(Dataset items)
--------------------------------

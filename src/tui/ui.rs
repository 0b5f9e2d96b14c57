//! Stateless UI rendering.

use ratatui::{
    Frame,
    layout::{Alignment, Constraint, Direction, Layout, Rect},
    style::{Color, Modifier, Style},
    text::{Line, Span},
    widgets::{Block, Borders, Paragraph, Wrap},
};
use strictly_tictactoe::{Board, FallbackPicker, Player, Position, Square};

use super::app::App;

/// Renders the whole screen.
pub fn draw<F: FallbackPicker>(frame: &mut Frame, app: &App<F>) {
    let chunks = Layout::default()
        .direction(Direction::Vertical)
        .constraints([
            Constraint::Length(3),  // Title
            Constraint::Length(4),  // Strategy
            Constraint::Min(17),    // Board + candidates
            Constraint::Length(3),  // Status
            Constraint::Length(1),  // Help
        ])
        .split(frame.area());

    let title = Paragraph::new("Strictly Search - Tic Tac Toe")
        .style(Style::default().fg(Color::Cyan).add_modifier(Modifier::BOLD))
        .alignment(Alignment::Center);
    frame.render_widget(title, chunks[0]);

    let strategy = app.strategy();
    let info = Paragraph::new(vec![
        Line::from(Span::styled(
            format!("Chosen Search Technique: {} ({})", strategy, strategy.title()),
            Style::default().add_modifier(Modifier::BOLD),
        )),
        Line::from(strategy.description()),
    ])
    .wrap(Wrap { trim: true })
    .block(Block::default().borders(Borders::ALL));
    frame.render_widget(info, chunks[1]);

    let main = Layout::default()
        .direction(Direction::Horizontal)
        .constraints([Constraint::Percentage(50), Constraint::Percentage(50)])
        .split(chunks[2]);
    let cursor = app.session().accepts_human_input().then_some(app.cursor());
    draw_board(frame, main[0], app.session().board(), cursor);
    draw_candidates(frame, main[1], app.session().board(), app.candidates());

    let status = Paragraph::new(app.status_message())
        .style(Style::default().fg(Color::Yellow))
        .alignment(Alignment::Center)
        .block(Block::default().borders(Borders::ALL));
    frame.render_widget(status, chunks[3]);

    let help = Paragraph::new(
        "1-9/arrows+Enter: move  b/d/u/i/Tab: strategy  s: swap sides  r: reset  q: quit",
    )
    .style(Style::default().fg(Color::DarkGray))
    .alignment(Alignment::Center);
    frame.render_widget(help, chunks[4]);
}

fn mark_style(player: Player) -> Style {
    let color = match player {
        Player::X => Color::Blue,
        Player::O => Color::Red,
    };
    Style::default().fg(color).add_modifier(Modifier::BOLD)
}

fn draw_board(frame: &mut Frame, area: Rect, board: &Board, cursor: Option<Position>) {
    let board_area = center_rect(area, 41, 11);

    let rows = Layout::default()
        .direction(Direction::Vertical)
        .constraints([
            Constraint::Length(3),
            Constraint::Length(1),
            Constraint::Length(3),
            Constraint::Length(1),
            Constraint::Length(3),
        ])
        .split(board_area);

    for (row, area) in [rows[0], rows[2], rows[4]].into_iter().enumerate() {
        draw_row(frame, area, board, cursor, row * 3);
    }
    draw_separator(frame, rows[1]);
    draw_separator(frame, rows[3]);
}

fn draw_row(frame: &mut Frame, area: Rect, board: &Board, cursor: Option<Position>, start: usize) {
    let cols = Layout::default()
        .direction(Direction::Horizontal)
        .constraints([
            Constraint::Length(13),
            Constraint::Length(1),
            Constraint::Length(13),
            Constraint::Length(1),
            Constraint::Length(13),
        ])
        .split(area);

    for (offset, area) in [cols[0], cols[2], cols[4]].into_iter().enumerate() {
        if let Some(pos) = Position::from_index(start + offset) {
            draw_cell(frame, area, board, cursor, pos);
        }
    }
    draw_separator_vertical(frame, cols[1]);
    draw_separator_vertical(frame, cols[3]);
}

fn draw_cell(frame: &mut Frame, area: Rect, board: &Board, cursor: Option<Position>, pos: Position) {
    let (symbol, base_style) = match board.get(pos) {
        Square::Empty => (
            format!("{}", pos.to_index() + 1),
            Style::default().fg(Color::DarkGray),
        ),
        Square::Occupied(player) => (player.symbol().to_string(), mark_style(player)),
    };

    let style = if cursor == Some(pos) {
        base_style.bg(Color::White).fg(Color::Black)
    } else {
        base_style
    };

    // Vertically center within the three-line cell.
    let paragraph = Paragraph::new(vec![
        Line::from(""),
        Line::from(Span::styled(format!(" {} ", symbol), style)),
    ])
    .alignment(Alignment::Center);
    frame.render_widget(paragraph, area);
}

fn draw_separator(frame: &mut Frame, area: Rect) {
    let sep = Paragraph::new("─".repeat(area.width as usize))
        .style(Style::default().fg(Color::DarkGray));
    frame.render_widget(sep, area);
}

fn draw_separator_vertical(frame: &mut Frame, area: Rect) {
    let sep = Paragraph::new(vec![Line::from("│"); 3]).style(Style::default().fg(Color::DarkGray));
    frame.render_widget(sep, area);
}

/// Lays the opponent's candidate boards out three to a row.
fn draw_candidates(frame: &mut Frame, area: Rect, board: &Board, candidates: &[Board]) {
    let block = Block::default()
        .borders(Borders::ALL)
        .title(format!(" Opponent's next candidates ({}) ", candidates.len()));
    let inner = block.inner(area);
    frame.render_widget(block, area);

    if candidates.is_empty() {
        let empty = Paragraph::new("Shown after the opponent moves.")
            .style(Style::default().fg(Color::DarkGray))
            .alignment(Alignment::Center);
        frame.render_widget(empty, inner);
        return;
    }

    let rows = Layout::default()
        .direction(Direction::Vertical)
        .constraints([Constraint::Length(5); 3])
        .split(inner);

    for (row_index, chunk) in candidates.chunks(3).enumerate().take(3) {
        let cols = Layout::default()
            .direction(Direction::Horizontal)
            .constraints([Constraint::Length(11); 3])
            .split(rows[row_index]);
        for (col_index, candidate) in chunk.iter().enumerate() {
            frame.render_widget(mini_board(board, candidate), cols[col_index]);
        }
    }
}

/// A candidate board with the newly filled square highlighted.
fn mini_board<'a>(current: &Board, candidate: &Board) -> Paragraph<'a> {
    let lines: Vec<Line> = (0..3)
        .map(|row| {
            let spans: Vec<Span> = (0..3)
                .filter_map(|col| Position::from_index(row * 3 + col))
                .map(|pos| match candidate.get(pos) {
                    Square::Empty => Span::styled(" · ", Style::default().fg(Color::DarkGray)),
                    Square::Occupied(player) => {
                        let style = if current.get(pos) == Square::Empty {
                            mark_style(player).bg(Color::Yellow)
                        } else {
                            mark_style(player)
                        };
                        Span::styled(format!(" {} ", player.symbol()), style)
                    }
                })
                .collect();
            Line::from(spans)
        })
        .collect();

    Paragraph::new(lines).block(Block::default().borders(Borders::ALL))
}

fn center_rect(area: Rect, width: u16, height: u16) -> Rect {
    let vert = Layout::default()
        .direction(Direction::Vertical)
        .constraints([
            Constraint::Length((area.height.saturating_sub(height)) / 2),
            Constraint::Length(height),
            Constraint::Length((area.height.saturating_sub(height)) / 2),
        ])
        .split(area);

    Layout::default()
        .direction(Direction::Horizontal)
        .constraints([
            Constraint::Length((area.width.saturating_sub(width)) / 2),
            Constraint::Length(width),
            Constraint::Length((area.width.saturating_sub(width)) / 2),
        ])
        .split(vert[1])[1]
}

--------------------------------

Work task
Only an exact copy of all the data will do as the answer.

Written response
filename src/tui/ui.rs
repository 0b5f9e2d96b14c57
//! Stateless UI rendering.

use ratatui::{
    Frame,
    layout::{Alignment, Constraint, Direction, Layout, Rect},
    style::{Color, Modifier, Style},
    text::{Line, Span},
    widgets::{Block, Borders, Paragraph, Wrap},
};
use strictly_tictactoe::{Board, FallbackPicker, Player, Position, Square};

use super::app::App;

/// Renders the whole screen.
pub fn draw<F: FallbackPicker>(frame: &mut Frame, app: &App<F>) {
    let chunks = Layout::default()
        .direction(Direction::Vertical)
        .constraints([
            Constraint::Length(3),  // Title
            Constraint::Length(4),  // Strategy
            Constraint::Min(17),    // Board + candidates
            Constraint::Length(3),  // Status
            Constraint::Length(1),  // Help
        ])
        .split(frame.area());

    let title = Paragraph::new("Strictly Search - Tic Tac Toe")
        .style(Style::default().fg(Color::Cyan).add_modifier(Modifier::BOLD))
        .alignment(Alignment::Center);
    frame.render_widget(title, chunks[0]);

    let strategy = app.strategy();
    let info = Paragraph::new(vec![
        Line::from(Span::styled(
            format!("Chosen Search Technique: {} ({})", strategy, strategy.title()),
            Style::default().add_modifier(Modifier::BOLD),
        )),
        Line::from(strategy.description()),
    ])
    .wrap(Wrap { trim: true })
    .block(Block::default().borders(Borders::ALL));
    frame.render_widget(info, chunks[1]);

    let main = Layout::default()
        .direction(Direction::Horizontal)
        .constraints([Constraint::Percentage(50), Constraint::Percentage(50)])
        .split(chunks[2]);
    let cursor = app.session().accepts_human_input().then_some(app.cursor());
    draw_board(frame, main[0], app.session().board(), cursor);
    draw_candidates(frame, main[1], app.session().board(), app.candidates());

    let status = Paragraph::new(app.status_message())
        .style(Style::default().fg(Color::Yellow))
        .alignment(Alignment::Center)
        .block(Block::default().borders(Borders::ALL));
    frame.render_widget(status, chunks[3]);

    let help = Paragraph::new(
        "1-9/arrows+Enter: move  b/d/u/i/Tab: strategy  s: swap sides  r: reset  q: quit",
    )
    .style(Style::default().fg(Color::DarkGray))
    .alignment(Alignment::Center);
    frame.render_widget(help, chunks[4]);
}

fn mark_style(player: Player) -> Style {
    let color = match player {
        Player::X => Color::Blue,
        Player::O => Color::Red,
    };
    Style::default().fg(color).add_modifier(Modifier::BOLD)
}

fn draw_board(frame: &mut Frame, area: Rect, board: &Board, cursor: Option<Position>) {
    let board_area = center_rect(area, 41, 11);

    let rows = Layout::default()
        .direction(Direction::Vertical)
        .constraints([
            Constraint::Length(3),
            Constraint::Length(1),
            Constraint::Length(3),
            Constraint::Length(1),
            Constraint::Length(3),
        ])
        .split(board_area);

    for (row, area) in [rows[0], rows[2], rows[4]].into_iter().enumerate() {
        draw_row(frame, area, board, cursor, row * 3);
    }
    draw_separator(frame, rows[1]);
    draw_separator(frame, rows[3]);
}

fn draw_row(frame: &mut Frame, area: Rect, board: &Board, cursor: Option<Position>, start: usize) {
    let cols = Layout::default()
        .direction(Direction::Horizontal)
        .constraints([
            Constraint::Length(13),
            Constraint::Length(1),
            Constraint::Length(13),
            Constraint::Length(1),
            Constraint::Length(13),
        ])
        .split(area);

    for (offset, area) in [cols[0], cols[2], cols[4]].into_iter().enumerate() {
        if let Some(pos) = Position::from_index(start + offset) {
            draw_cell(frame, area, board, cursor, pos);
        }
    }
    draw_separator_vertical(frame, cols[1]);
    draw_separator_vertical(frame, cols[3]);
}

fn draw_cell(frame: &mut Frame, area: Rect, board: &Board, cursor: Option<Position>, pos: Position) {
    let (symbol, base_style) = match board.get(pos) {
        Square::Empty => (
            format!("{}", pos.to_index() + 1),
            Style::default().fg(Color::DarkGray),
        ),
        Square::Occupied(player) => (player.symbol().to_string(), mark_style(player)),
    };

    let style = if cursor == Some(pos) {
        base_style.bg(Color::White).fg(Color::Black)
    } else {
        base_style
    };

    // Vertically center within the three-line cell.
    let paragraph = Paragraph::new(vec![
        Line::from(""),
        Line::from(Span::styled(format!(" {} ", symbol), style)),
    ])
    .alignment(Alignment::Center);
    frame.render_widget(paragraph, area);
}

fn draw_separator(frame: &mut Frame, area: Rect) {
    let sep = Paragraph::new("─".repeat(area.width as usize))
        .style(Style::default().fg(Color::DarkGray));
    frame.render_widget(sep, area);
}

fn draw_separator_vertical(frame: &mut Frame, area: Rect) {
    let sep = Paragraph::new(vec![Line::from("│"); 3]).style(Style::default().fg(Color::DarkGray));
    frame.render_widget(sep, area);
}

/// Lays the opponent's candidate boards out three to a row.
fn draw_candidates(frame: &mut Frame, area: Rect, board: &Board, candidates: &[Board]) {
    let block = Block::default()
        .borders(Borders::ALL)
        .title(format!(" Opponent's next candidates ({}) ", candidates.len()));
    let inner = block.inner(area);
    frame.render_widget(block, area);

    if candidates.is_empty() {
        let empty = Paragraph::new("Shown after the opponent moves.")
            .style(Style::default().fg(Color::DarkGray))
            .alignment(Alignment::Center);
        frame.render_widget(empty, inner);
        return;
    }

    let rows = Layout::default()
        .direction(Direction::Vertical)
        .constraints([Constraint::Length(5); 3])
        .split(inner);

    for (row_index, chunk) in candidates.chunks(3).enumerate().take(3) {
        let cols = Layout::default()
            .direction(Direction::Horizontal)
            .constraints([Constraint::Length(11); 3])
            .split(rows[row_index]);
        for (col_index, candidate) in chunk.iter().enumerate() {
            frame.render_widget(mini_board(board, candidate), cols[col_index]);
        }
    }
}

/// A candidate board with the newly filled square highlighted.
fn mini_board<'a>(current: &Board, candidate: &Board) -> Paragraph<'a> {
    let lines: Vec<Line> = (0..3)
        .map(|row| {
            let spans: Vec<Span> = (0..3)
                .filter_map(|col| Position::from_index(row * 3 + col))
                .map(|pos| match candidate.get(pos) {
                    Square::Empty => Span::styled(" · ", Style::default().fg(Color::DarkGray)),
                    Square::Occupied(player) => {
                        let style = if current.get(pos) == Square::Empty {
                            mark_style(player).bg(Color::Yellow)
                        } else {
                            mark_style(player)
                        };
                        Span::styled(format!(" {} ", player.symbol()), style)
                    }
                })
                .collect();
            Line::from(spans)
        })
        .collect();

    Paragraph::new(lines).block(Block::default().borders(Borders::ALL))
}

fn center_rect(area: Rect, width: u16, height: u16) -> Rect {
    let vert = Layout::default()
        .direction(Direction::Vertical)
        .constraints([
            Constraint::Length((area.height.saturating_sub(height)) / 2),
            Constraint::Length(height),
            Constraint::Length((area.height.saturating_sub(height)) / 2),
        ])
        .split(area);

    Layout::default()
        .direction(Direction::Horizontal)
        .constraints([
            Constraint::Length((area.width.saturating_sub(width)) / 2),
            Constraint::Length(width),
            Constraint::Length((area.width.saturating_sub(width)) / 2),
        ])
        .split(vert[1])[1]
}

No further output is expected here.